** Opening Source material block **

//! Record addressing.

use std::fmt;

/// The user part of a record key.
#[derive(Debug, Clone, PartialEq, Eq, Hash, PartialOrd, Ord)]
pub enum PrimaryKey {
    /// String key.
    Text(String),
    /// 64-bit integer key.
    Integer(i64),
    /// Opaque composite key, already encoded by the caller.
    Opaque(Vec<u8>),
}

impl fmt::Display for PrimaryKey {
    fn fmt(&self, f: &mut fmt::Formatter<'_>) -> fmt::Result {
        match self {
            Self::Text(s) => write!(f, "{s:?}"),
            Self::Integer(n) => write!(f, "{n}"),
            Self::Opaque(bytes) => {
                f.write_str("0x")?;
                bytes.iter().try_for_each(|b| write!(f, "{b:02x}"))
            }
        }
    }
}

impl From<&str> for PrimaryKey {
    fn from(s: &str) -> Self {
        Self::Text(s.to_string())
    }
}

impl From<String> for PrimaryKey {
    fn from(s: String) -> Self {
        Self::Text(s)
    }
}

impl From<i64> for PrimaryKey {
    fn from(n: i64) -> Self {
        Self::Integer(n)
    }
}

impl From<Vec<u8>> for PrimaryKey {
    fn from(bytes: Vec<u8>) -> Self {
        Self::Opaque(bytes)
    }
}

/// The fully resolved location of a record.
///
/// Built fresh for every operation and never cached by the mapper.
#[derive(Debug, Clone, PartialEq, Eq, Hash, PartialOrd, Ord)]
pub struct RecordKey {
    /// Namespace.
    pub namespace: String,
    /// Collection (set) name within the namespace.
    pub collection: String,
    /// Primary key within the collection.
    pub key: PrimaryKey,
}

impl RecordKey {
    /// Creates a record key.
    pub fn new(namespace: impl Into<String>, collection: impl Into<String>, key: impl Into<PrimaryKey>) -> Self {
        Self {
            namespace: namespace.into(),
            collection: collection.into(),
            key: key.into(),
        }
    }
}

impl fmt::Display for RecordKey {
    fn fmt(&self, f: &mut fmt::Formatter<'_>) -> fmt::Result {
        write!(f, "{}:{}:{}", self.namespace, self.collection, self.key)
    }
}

** Closing Source material block **
** Opening Source material block **

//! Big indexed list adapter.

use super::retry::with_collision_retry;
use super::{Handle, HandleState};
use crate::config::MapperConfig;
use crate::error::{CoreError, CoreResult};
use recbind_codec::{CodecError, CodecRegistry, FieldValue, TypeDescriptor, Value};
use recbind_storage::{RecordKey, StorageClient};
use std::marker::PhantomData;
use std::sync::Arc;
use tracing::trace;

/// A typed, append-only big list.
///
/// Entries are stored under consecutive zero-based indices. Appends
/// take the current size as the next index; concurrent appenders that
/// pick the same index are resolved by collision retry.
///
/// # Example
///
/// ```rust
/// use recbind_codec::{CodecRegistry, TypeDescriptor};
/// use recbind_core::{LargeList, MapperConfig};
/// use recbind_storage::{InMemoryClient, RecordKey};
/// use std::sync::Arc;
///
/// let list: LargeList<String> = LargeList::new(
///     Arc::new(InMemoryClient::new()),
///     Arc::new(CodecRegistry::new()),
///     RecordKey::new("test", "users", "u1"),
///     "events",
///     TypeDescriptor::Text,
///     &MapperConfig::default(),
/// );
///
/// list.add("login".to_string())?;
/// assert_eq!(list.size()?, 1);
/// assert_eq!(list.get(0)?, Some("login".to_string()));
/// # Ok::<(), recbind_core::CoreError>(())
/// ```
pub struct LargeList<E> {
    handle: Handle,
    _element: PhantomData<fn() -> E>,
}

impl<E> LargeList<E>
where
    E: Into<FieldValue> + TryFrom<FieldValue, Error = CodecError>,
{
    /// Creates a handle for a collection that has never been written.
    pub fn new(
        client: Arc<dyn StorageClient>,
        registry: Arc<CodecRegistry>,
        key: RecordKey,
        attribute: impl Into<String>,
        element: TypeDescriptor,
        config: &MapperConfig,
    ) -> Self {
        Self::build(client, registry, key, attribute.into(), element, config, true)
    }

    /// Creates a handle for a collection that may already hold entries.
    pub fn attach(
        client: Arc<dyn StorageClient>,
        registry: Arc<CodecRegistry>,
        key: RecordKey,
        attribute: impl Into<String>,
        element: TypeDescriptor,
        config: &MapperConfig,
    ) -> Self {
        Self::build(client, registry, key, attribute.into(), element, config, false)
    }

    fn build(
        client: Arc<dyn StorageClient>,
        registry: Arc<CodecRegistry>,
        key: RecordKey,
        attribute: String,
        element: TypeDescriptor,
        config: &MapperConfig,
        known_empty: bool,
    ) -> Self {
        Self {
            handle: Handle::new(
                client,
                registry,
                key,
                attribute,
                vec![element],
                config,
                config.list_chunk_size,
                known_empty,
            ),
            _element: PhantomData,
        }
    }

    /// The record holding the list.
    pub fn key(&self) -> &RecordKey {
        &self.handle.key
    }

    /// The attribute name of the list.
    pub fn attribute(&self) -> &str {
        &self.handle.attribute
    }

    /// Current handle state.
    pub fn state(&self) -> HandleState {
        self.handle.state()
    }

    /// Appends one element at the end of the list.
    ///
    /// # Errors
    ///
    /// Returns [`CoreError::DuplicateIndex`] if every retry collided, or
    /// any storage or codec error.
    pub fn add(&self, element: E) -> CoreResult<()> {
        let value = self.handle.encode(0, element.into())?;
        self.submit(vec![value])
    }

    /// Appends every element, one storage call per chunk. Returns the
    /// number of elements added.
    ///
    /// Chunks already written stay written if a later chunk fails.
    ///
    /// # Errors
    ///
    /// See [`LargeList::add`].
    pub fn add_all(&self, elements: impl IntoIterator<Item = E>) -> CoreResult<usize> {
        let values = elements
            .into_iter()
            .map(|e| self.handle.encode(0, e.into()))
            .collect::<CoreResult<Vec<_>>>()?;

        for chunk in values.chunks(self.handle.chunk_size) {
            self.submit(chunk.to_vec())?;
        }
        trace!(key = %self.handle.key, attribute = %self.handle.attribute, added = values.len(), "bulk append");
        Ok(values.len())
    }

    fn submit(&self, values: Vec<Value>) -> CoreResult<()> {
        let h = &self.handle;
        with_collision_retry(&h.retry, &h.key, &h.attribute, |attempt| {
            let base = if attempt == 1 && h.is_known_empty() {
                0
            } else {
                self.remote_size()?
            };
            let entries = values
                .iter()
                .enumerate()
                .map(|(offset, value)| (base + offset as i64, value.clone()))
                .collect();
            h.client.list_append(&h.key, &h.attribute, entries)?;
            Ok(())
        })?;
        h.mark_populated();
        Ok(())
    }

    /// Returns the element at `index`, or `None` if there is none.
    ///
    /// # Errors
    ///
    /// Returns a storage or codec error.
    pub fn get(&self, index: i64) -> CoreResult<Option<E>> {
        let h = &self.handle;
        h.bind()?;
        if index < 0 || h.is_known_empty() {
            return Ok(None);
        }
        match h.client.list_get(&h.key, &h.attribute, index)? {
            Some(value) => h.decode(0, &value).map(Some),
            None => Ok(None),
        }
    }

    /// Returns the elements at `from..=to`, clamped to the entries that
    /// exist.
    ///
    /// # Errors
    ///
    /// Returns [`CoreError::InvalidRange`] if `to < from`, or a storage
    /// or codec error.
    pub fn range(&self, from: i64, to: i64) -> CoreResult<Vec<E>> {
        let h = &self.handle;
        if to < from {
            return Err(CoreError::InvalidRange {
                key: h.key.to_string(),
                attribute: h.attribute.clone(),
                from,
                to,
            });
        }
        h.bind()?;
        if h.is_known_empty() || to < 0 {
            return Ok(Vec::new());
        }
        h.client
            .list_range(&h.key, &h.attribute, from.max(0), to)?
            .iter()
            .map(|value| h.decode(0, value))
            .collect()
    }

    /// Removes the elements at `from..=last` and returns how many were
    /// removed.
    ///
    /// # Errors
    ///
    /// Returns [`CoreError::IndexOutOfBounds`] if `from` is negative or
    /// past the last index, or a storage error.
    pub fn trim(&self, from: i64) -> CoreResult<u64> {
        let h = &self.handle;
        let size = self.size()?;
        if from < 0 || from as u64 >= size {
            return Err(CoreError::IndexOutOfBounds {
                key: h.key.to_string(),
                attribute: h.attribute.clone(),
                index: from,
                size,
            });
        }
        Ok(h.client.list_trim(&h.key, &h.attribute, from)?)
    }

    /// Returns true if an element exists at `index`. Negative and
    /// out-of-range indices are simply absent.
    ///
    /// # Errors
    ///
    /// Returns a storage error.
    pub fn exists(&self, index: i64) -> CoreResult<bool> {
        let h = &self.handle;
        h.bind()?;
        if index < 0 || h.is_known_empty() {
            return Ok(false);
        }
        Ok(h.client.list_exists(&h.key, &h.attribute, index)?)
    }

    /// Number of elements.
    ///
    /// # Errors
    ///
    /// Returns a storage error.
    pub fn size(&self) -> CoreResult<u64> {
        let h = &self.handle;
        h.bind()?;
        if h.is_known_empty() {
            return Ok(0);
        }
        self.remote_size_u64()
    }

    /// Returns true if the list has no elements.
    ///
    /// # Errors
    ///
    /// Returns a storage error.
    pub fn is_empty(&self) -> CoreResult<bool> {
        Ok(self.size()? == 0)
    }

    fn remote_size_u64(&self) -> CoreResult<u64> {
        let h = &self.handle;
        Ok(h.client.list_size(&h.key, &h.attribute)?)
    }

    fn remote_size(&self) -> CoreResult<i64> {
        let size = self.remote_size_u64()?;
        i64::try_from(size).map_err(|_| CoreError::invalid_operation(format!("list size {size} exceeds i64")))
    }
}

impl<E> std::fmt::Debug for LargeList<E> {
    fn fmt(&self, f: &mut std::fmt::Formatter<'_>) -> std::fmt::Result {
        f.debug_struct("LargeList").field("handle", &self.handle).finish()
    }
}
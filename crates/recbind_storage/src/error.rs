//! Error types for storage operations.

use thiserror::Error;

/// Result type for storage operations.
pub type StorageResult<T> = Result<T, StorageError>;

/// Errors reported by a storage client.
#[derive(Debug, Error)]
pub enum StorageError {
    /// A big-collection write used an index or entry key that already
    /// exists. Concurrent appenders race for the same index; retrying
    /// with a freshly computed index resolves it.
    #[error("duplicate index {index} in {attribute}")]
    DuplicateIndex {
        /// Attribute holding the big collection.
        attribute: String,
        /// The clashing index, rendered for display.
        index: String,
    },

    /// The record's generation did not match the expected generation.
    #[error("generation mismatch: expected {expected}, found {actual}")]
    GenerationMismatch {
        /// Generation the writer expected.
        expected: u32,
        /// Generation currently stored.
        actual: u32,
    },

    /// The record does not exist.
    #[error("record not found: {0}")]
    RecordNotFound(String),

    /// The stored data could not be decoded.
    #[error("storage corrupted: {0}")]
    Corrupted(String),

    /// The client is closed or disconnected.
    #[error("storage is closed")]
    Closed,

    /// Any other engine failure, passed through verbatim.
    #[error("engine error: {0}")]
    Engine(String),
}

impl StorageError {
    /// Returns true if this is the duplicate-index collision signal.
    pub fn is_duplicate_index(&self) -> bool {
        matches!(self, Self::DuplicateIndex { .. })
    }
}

** Closing Source material block **
** Opening Source material block **

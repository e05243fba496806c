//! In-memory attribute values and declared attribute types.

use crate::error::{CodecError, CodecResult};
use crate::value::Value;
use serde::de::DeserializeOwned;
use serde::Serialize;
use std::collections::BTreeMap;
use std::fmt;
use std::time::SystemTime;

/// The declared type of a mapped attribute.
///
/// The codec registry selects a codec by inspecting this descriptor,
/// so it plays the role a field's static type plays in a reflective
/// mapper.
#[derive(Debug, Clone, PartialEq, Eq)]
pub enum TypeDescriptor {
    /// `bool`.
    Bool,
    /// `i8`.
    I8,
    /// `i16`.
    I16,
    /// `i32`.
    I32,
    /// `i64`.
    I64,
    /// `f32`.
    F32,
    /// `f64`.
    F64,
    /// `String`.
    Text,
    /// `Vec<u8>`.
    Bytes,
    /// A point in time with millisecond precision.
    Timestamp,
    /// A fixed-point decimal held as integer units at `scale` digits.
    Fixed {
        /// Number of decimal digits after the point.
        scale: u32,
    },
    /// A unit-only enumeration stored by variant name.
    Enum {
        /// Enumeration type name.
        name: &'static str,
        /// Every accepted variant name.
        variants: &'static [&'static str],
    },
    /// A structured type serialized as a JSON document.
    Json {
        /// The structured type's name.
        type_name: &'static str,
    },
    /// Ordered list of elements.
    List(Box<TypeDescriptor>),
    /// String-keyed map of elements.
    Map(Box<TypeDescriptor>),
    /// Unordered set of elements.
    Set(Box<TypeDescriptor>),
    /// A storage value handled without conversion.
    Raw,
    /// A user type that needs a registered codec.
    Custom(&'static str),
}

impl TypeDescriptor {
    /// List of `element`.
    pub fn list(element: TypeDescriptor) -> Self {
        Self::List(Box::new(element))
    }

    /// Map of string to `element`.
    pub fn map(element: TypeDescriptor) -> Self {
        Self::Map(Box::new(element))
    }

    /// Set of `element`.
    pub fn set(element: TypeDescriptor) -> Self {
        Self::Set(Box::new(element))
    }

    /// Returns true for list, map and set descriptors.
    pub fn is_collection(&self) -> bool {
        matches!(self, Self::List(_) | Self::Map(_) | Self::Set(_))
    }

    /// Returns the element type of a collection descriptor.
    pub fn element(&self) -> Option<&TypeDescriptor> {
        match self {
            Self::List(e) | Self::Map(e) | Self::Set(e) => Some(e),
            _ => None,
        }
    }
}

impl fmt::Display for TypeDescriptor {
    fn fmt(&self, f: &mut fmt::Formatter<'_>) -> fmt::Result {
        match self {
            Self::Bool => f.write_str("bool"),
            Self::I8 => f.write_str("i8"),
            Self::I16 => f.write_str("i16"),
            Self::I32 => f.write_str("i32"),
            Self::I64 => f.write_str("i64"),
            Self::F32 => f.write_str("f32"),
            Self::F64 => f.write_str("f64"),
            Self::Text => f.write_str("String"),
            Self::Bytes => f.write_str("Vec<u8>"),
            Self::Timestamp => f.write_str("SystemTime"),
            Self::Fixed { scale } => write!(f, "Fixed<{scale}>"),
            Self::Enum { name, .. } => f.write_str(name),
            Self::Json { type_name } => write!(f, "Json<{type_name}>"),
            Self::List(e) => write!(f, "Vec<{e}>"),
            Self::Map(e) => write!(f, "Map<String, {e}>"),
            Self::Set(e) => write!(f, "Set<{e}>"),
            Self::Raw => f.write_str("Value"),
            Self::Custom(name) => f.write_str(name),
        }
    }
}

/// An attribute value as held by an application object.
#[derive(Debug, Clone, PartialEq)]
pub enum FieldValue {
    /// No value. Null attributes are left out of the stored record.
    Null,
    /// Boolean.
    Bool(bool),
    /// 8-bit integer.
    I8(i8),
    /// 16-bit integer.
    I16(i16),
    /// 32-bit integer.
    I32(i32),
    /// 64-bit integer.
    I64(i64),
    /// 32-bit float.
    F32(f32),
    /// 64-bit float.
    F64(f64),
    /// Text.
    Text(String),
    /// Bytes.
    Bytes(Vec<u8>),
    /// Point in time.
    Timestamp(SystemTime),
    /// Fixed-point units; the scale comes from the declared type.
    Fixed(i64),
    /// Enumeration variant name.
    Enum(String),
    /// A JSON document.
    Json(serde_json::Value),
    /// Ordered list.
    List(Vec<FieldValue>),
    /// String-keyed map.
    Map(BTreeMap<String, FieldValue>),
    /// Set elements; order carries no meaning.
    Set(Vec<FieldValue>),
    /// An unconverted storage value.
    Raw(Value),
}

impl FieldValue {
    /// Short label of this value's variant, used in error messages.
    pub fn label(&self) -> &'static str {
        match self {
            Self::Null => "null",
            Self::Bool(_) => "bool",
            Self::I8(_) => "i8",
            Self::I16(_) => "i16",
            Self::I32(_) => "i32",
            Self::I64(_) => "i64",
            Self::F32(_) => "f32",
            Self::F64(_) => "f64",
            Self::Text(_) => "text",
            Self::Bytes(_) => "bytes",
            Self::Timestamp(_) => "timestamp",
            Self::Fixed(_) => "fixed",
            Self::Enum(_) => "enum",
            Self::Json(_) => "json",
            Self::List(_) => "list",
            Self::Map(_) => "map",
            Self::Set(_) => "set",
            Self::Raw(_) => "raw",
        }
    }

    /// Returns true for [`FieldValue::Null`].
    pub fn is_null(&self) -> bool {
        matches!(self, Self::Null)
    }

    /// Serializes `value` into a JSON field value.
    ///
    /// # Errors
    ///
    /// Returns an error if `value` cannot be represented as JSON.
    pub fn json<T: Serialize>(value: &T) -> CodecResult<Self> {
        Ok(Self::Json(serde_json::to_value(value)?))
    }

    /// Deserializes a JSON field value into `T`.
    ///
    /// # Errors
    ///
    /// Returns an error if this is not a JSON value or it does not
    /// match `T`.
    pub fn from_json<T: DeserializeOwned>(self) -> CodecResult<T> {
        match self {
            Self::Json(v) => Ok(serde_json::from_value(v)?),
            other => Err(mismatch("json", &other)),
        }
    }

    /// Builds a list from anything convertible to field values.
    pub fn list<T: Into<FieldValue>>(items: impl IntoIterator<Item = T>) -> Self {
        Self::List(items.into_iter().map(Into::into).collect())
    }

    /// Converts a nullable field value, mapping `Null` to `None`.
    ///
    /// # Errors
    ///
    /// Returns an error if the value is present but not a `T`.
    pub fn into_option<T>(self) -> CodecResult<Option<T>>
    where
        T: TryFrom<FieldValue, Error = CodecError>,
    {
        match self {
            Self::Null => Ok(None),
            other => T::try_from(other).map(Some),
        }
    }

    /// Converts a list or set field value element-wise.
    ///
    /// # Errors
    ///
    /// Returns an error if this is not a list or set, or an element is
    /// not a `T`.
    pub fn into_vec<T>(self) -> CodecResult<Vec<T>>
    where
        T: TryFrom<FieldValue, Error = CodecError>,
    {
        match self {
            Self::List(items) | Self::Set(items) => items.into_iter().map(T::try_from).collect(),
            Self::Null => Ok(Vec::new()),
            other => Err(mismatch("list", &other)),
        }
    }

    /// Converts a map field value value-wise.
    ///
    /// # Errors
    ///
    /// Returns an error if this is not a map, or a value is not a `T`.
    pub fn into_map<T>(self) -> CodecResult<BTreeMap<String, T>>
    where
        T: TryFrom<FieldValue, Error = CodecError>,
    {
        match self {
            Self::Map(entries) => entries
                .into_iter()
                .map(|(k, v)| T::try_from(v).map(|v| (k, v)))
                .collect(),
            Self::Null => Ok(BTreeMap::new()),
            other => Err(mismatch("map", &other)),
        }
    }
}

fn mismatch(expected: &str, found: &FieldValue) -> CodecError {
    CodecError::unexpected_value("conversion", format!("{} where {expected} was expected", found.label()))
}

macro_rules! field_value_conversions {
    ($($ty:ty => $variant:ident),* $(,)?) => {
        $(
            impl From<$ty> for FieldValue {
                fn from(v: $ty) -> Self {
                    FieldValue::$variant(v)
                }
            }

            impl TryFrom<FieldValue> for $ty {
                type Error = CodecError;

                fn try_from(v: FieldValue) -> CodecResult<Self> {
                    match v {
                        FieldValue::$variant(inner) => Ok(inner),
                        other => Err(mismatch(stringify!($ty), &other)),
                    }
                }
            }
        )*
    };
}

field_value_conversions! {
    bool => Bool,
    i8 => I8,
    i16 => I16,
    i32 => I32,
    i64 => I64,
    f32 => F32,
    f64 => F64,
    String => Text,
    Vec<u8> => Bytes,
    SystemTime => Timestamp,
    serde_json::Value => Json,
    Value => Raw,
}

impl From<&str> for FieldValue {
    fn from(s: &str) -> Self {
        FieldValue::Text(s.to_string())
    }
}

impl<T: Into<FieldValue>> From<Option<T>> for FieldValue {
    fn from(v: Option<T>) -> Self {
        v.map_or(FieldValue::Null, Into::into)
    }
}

** Closing Source material block **

Instructions to follow: Look through the entries above and count each line holding "Some"; report the count alone.

Response: 4